* **EXERCISE AIM**: Each line in the entries that has the word "Wrappers" has to be copied.

(Stored items)
= = =

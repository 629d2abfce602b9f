//! Type construction macros for ergonomic type building.
//!
//! # Example
//!
//! ```
//! use bumpalo::Bump;
//! use quail_types::{ty, DeclTable, LangOptions, TargetInfo, TyCtxt};
//!
//! let arena = Bump::new();
//! let decls = DeclTable::new(&arena);
//! let tcx = TyCtxt::new(&arena, &decls, LangOptions::c11(), TargetInfo::x86_64());
//!
//! // Builtins and qualifiers
//! let int_ty = ty!(tcx, Int);
//! let cstr = ty!(tcx, Ptr[Const[Char]]);
//!
//! // Arrays
//! let buf = ty!(tcx, Array[Char; 16]);
//! let flexible = ty!(tcx, Array[Int]);
//!
//! // Functions
//! let printf = ty!(tcx, (Ptr[Const[Char]], ...) => Int);
//! let callback = ty!(tcx, Ptr[(Ptr[Void]) => Void]);
//! # let _ = (int_ty, cstr, buf, flexible, printf, callback);
//! ```

/// Macro for constructing types with a concise syntax.
///
/// # Syntax
///
/// | Pattern | Meaning |
/// |---------|---------|
/// | `Void`, `Bool`, `Char`, `Int`, `ULong`, `Double`, ... | Builtin types |
/// | `Id`, `Class` | Objective-C `id` and `Class` |
/// | `Const[T]`, `Volatile[T]`, `Restrict[T]` | Qualified types |
/// | `Ptr[T]`, `BlockPtr[T]`, `Ref[T]`, `RRef[T]` | Pointers and references |
/// | `CheckedPtr[T]`, `ArrayPtr[T]`, `NtArrayPtr[T]` | Bounds-checked pointers |
/// | `Array[T; N]`, `Array[T]` | Constant-size and incomplete arrays |
/// | `CheckedArray[T; N]`, `NtCheckedArray[T; N]` | Bounds-checked arrays |
/// | `Vector[T; N]`, `ExtVector[T; N]` | Vector types |
/// | `Complex[T]`, `Atomic[T]`, `Paren[T]` | Wrappers |
/// | `(T1, T2) => R`, `(T1, ...) => R` | Prototyped functions |
/// | `name` | A `QualType` bound in scope |
/// | `{ expr }` | Any expression producing a `QualType` |
#[macro_export]
macro_rules! ty {
    // === Entry point ===

    ($b:expr, $($rest:tt)+) => {{
        let __b = &$b;
        $crate::ty!(@ty __b ; $($rest)+)
    }};

    // === Builtins ===

    (@ty $b:expr ; Void) => { $b.void() };
    (@ty $b:expr ; Bool) => { $b.bool_ty() };
    (@ty $b:expr ; Char) => { $b.char_ty() };
    (@ty $b:expr ; SChar) => { $b.schar() };
    (@ty $b:expr ; UChar) => { $b.uchar() };
    (@ty $b:expr ; WChar) => { $b.wchar() };
    (@ty $b:expr ; Short) => { $b.short() };
    (@ty $b:expr ; UShort) => { $b.ushort() };
    (@ty $b:expr ; Int) => { $b.int() };
    (@ty $b:expr ; UInt) => { $b.uint() };
    (@ty $b:expr ; Long) => { $b.long() };
    (@ty $b:expr ; ULong) => { $b.ulong() };
    (@ty $b:expr ; LongLong) => { $b.long_long() };
    (@ty $b:expr ; ULongLong) => { $b.ulong_long() };
    (@ty $b:expr ; Int128) => { $b.int128() };
    (@ty $b:expr ; Half) => { $b.half() };
    (@ty $b:expr ; Float) => { $b.float() };
    (@ty $b:expr ; Double) => { $b.double() };
    (@ty $b:expr ; LongDouble) => { $b.long_double() };
    (@ty $b:expr ; NullPtr) => { $b.nullptr_ty() };
    (@ty $b:expr ; Id) => { $b.objc_id() };
    (@ty $b:expr ; Class) => { $b.objc_class() };
    (@ty $b:expr ; Sel) => { $b.objc_sel() };

    // === Qualifiers ===

    (@ty $b:expr ; Const[$($inner:tt)+]) => {
        $crate::ty!(@ty $b ; $($inner)+).with_const()
    };
    (@ty $b:expr ; Volatile[$($inner:tt)+]) => {
        $crate::ty!(@ty $b ; $($inner)+).with_volatile()
    };
    (@ty $b:expr ; Restrict[$($inner:tt)+]) => {
        $crate::ty!(@ty $b ; $($inner)+).with_cvr($crate::Cvr::RESTRICT)
    };

    // === Pointers and references ===

    (@ty $b:expr ; Ptr[$($inner:tt)+]) => {{
        let pointee = $crate::ty!(@ty $b ; $($inner)+);
        $b.mk_pointer(pointee)
    }};
    (@ty $b:expr ; BlockPtr[$($inner:tt)+]) => {{
        let pointee = $crate::ty!(@ty $b ; $($inner)+);
        $b.mk_block_pointer(pointee)
    }};
    (@ty $b:expr ; Ref[$($inner:tt)+]) => {{
        let pointee = $crate::ty!(@ty $b ; $($inner)+);
        $b.mk_lvalue_reference(pointee)
    }};
    (@ty $b:expr ; RRef[$($inner:tt)+]) => {{
        let pointee = $crate::ty!(@ty $b ; $($inner)+);
        $b.mk_rvalue_reference(pointee)
    }};
    (@ty $b:expr ; CheckedPtr[$($inner:tt)+]) => {{
        let pointee = $crate::ty!(@ty $b ; $($inner)+);
        $b.mk_checked_pointer(pointee, $crate::CheckedPointerKind::Ptr)
    }};
    (@ty $b:expr ; ArrayPtr[$($inner:tt)+]) => {{
        let pointee = $crate::ty!(@ty $b ; $($inner)+);
        $b.mk_checked_pointer(pointee, $crate::CheckedPointerKind::ArrayPtr)
    }};
    (@ty $b:expr ; NtArrayPtr[$($inner:tt)+]) => {{
        let pointee = $crate::ty!(@ty $b ; $($inner)+);
        $b.mk_checked_pointer(pointee, $crate::CheckedPointerKind::NtArrayPtr)
    }};

    // === Wrappers ===

    (@ty $b:expr ; Complex[$($inner:tt)+]) => {{
        let element = $crate::ty!(@ty $b ; $($inner)+);
        $b.mk_complex(element)
    }};
    (@ty $b:expr ; Atomic[$($inner:tt)+]) => {{
        let value = $crate::ty!(@ty $b ; $($inner)+);
        $b.mk_atomic(value)
    }};
    (@ty $b:expr ; Paren[$($inner:tt)+]) => {{
        let inner = $crate::ty!(@ty $b ; $($inner)+);
        $b.mk_paren(inner)
    }};

    // === Arrays and vectors ===
    // The element may itself contain brackets, so split on the first
    // top-level `;` by accumulating tokens.
    // @array builder ; flavor ; [element_acc] remaining

    (@ty $b:expr ; Array[$($args:tt)+]) => {
        $crate::ty!(@array $b ; Unchecked ; [] $($args)+)
    };
    (@ty $b:expr ; CheckedArray[$($args:tt)+]) => {
        $crate::ty!(@array $b ; Checked ; [] $($args)+)
    };
    (@ty $b:expr ; NtCheckedArray[$($args:tt)+]) => {
        $crate::ty!(@array $b ; NtChecked ; [] $($args)+)
    };
    (@ty $b:expr ; Vector[$($args:tt)+]) => {
        $crate::ty!(@array $b ; Vector ; [] $($args)+)
    };
    (@ty $b:expr ; ExtVector[$($args:tt)+]) => {
        $crate::ty!(@array $b ; ExtVector ; [] $($args)+)
    };

    // Found the size
    (@array $b:expr ; Vector ; [$($elem:tt)+] ; $n:expr) => {{
        let element = $crate::ty!(@ty $b ; $($elem)+);
        $b.mk_vector(element, $n, $crate::VectorKind::Generic)
    }};
    (@array $b:expr ; ExtVector ; [$($elem:tt)+] ; $n:expr) => {{
        let element = $crate::ty!(@ty $b ; $($elem)+);
        $b.mk_ext_vector(element, $n)
    }};
    (@array $b:expr ; $flavor:ident ; [$($elem:tt)+] ; $n:expr) => {{
        let element = $crate::ty!(@ty $b ; $($elem)+);
        $b.mk_checked_array(element, $n, $crate::CheckedArrayKind::$flavor)
    }};

    // No size: incomplete array
    (@array $b:expr ; $flavor:ident ; [$($elem:tt)+]) => {{
        let element = $crate::ty!(@ty $b ; $($elem)+);
        $b.mk_checked_incomplete_array(element, $crate::CheckedArrayKind::$flavor)
    }};

    // Bracketed group - include whole thing in element accumulator
    (@array $b:expr ; $flavor:ident ; [$($elem:tt)*] [$($inner:tt)*] $($rest:tt)*) => {
        $crate::ty!(@array $b ; $flavor ; [$($elem)* [$($inner)*]] $($rest)*)
    };

    // Any other token - accumulate
    (@array $b:expr ; $flavor:ident ; [$($elem:tt)*] $tok:tt $($rest:tt)*) => {
        $crate::ty!(@array $b ; $flavor ; [$($elem)* $tok] $($rest)*)
    };

    // === Function (params) => ret ===

    (@ty $b:expr ; ($($params:tt)*) => $($ret:tt)+) => {{
        let (params, variadic) = $crate::ty!(@params $b ; [] [] $($params)*);
        let result = $crate::ty!(@ty $b ; $($ret)+);
        let proto = $crate::FnProto::new(result, $b.mk_ty_list(params));
        $b.mk_fn(if variadic { proto.variadic() } else { proto })
    }};

    // === Param list parsing ===
    // @params builder ; [collected_types] [current_type_acc] remaining

    // Empty params
    (@params $b:expr ; [] []) => {
        ([] as [$crate::QualType<'_>; 0], false)
    };

    // Trailing ellipsis
    (@params $b:expr ; [$($collected:tt)*] [] ...) => {
        ([$($collected)*], true)
    };

    // End of params - emit last accumulated type
    (@params $b:expr ; [$($collected:tt)*] [$($curr:tt)+]) => {{
        let last = $crate::ty!(@ty $b ; $($curr)+);
        ([$($collected)* last], false)
    }};

    // Comma - emit current type, continue
    (@params $b:expr ; [$($collected:tt)*] [$($curr:tt)+] , $($rest:tt)*) => {{
        let item = $crate::ty!(@ty $b ; $($curr)+);
        $crate::ty!(@params $b ; [$($collected)* item,] [] $($rest)*)
    }};

    // Bracketed group - include whole thing in current type
    (@params $b:expr ; [$($collected:tt)*] [$($curr:tt)*] [$($inner:tt)*] $($rest:tt)*) => {
        $crate::ty!(@params $b ; [$($collected)*] [$($curr)* [$($inner)*]] $($rest)*)
    };

    // Any other token - accumulate
    (@params $b:expr ; [$($collected:tt)*] [$($curr:tt)*] $tok:tt $($rest:tt)*) => {
        $crate::ty!(@params $b ; [$($collected)*] [$($curr)* $tok] $($rest)*)
    };

    // === Escapes ===

    (@ty $b:expr ; { $e:expr }) => { $e };
    (@ty $b:expr ; $var:ident) => { $var };
}

#[cfg(test)]
mod tests {
    use crate::core::{BuiltinKind, CheckedArrayKind, CheckedPointerKind, TyKind};
    use crate::test_utils::with_tcx;
    use pretty_assertions::assert_eq;

    #[test]
    fn test_builtin() {
        with_tcx(|tcx, _| {
            assert_eq!(ty!(tcx, Int), tcx.int());
            assert_eq!(ty!(tcx, ULongLong).kind(), &TyKind::Builtin(BuiltinKind::ULongLong));
        });
    }

    #[test]
    fn test_qualifiers_stack() {
        with_tcx(|tcx, _| {
            let t = ty!(tcx, Const[Volatile[Int]]);
            assert_eq!(t, tcx.int().with_const().with_volatile());
        });
    }

    #[test]
    fn test_pointer_to_const() {
        with_tcx(|tcx, _| {
            let t = ty!(tcx, Ptr[Const[Char]]);
            assert_eq!(t, tcx.mk_pointer(tcx.char_ty().with_const()));
        });
    }

    #[test]
    fn test_array_sizes() {
        with_tcx(|tcx, _| {
            let t = ty!(tcx, Array[Ptr[Int]; 4]);
            assert_eq!(t, tcx.mk_constant_array(tcx.mk_pointer(tcx.int()), 4));

            let incomplete = ty!(tcx, Array[Array[Char; 2]]);
            assert_eq!(incomplete, tcx.mk_incomplete_array(tcx.mk_constant_array(tcx.char_ty(), 2)));
        });
    }

    #[test]
    fn test_checked_flavors() {
        with_tcx(|tcx, _| {
            let p = ty!(tcx, NtArrayPtr[Char]);
            assert_eq!(p.kind(), &TyKind::Pointer {
                pointee: tcx.char_ty(),
                checked: CheckedPointerKind::NtArrayPtr,
            });
            let a = ty!(tcx, CheckedArray[Int; 3]);
            assert_eq!(a.kind(), &TyKind::ConstantArray {
                element: tcx.int(),
                size: 3,
                checked: CheckedArrayKind::Checked,
            });
        });
    }

    #[test]
    fn test_function() {
        with_tcx(|tcx, _| {
            let f = ty!(tcx, (Int, Ptr[Char]) => Void);
            let TyKind::FunctionProto(proto) = f.kind() else {
                panic!("Expected FunctionProto, got {f:?}");
            };
            assert_eq!(proto.result, tcx.void());
            assert_eq!(proto.params, &[tcx.int(), tcx.mk_pointer(tcx.char_ty())]);
            assert!(!proto.variadic);
        });
    }

    #[test]
    fn test_function_no_params_and_variadic() {
        with_tcx(|tcx, _| {
            let f = ty!(tcx, () => Int);
            let TyKind::FunctionProto(proto) = f.kind() else {
                panic!("Expected FunctionProto, got {f:?}");
            };
            assert!(proto.params.is_empty());

            let g = ty!(tcx, (Ptr[Const[Char]], ...) => Int);
            let TyKind::FunctionProto(proto) = g.kind() else {
                panic!("Expected FunctionProto, got {g:?}");
            };
            assert_eq!(proto.params.len(), 1);
            assert!(proto.variadic);
        });
    }

    #[test]
    fn test_function_pointer_param() {
        with_tcx(|tcx, _| {
            let t = ty!(tcx, (Ptr[(Int) => Void], Array[Int; 2]) => Void);
            let TyKind::FunctionProto(proto) = t.kind() else {
                panic!("Expected FunctionProto, got {t:?}");
            };
            assert_eq!(proto.params[0], ty!(tcx, Ptr[(Int) => Void]));
        });
    }

    #[test]
    fn test_variables_and_escapes() {
        with_tcx(|tcx, decls| {
            let td = decls.add_typedef("size_t", tcx.ulong());
            let size_t = tcx.mk_typedef(td);
            let t = ty!(tcx, Ptr[size_t]);
            assert_eq!(t, tcx.mk_pointer(size_t));
            let u = ty!(tcx, Array[{ tcx.mk_typedef(td) }; 2]);
            assert_eq!(u, tcx.mk_constant_array(size_t, 2));
        });
    }
}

= = =

* **RESPONSE**:
/// | `Complex[T]`, `Atomic[T]`, `Paren[T]` | Wrappers |
    // === Wrappers ===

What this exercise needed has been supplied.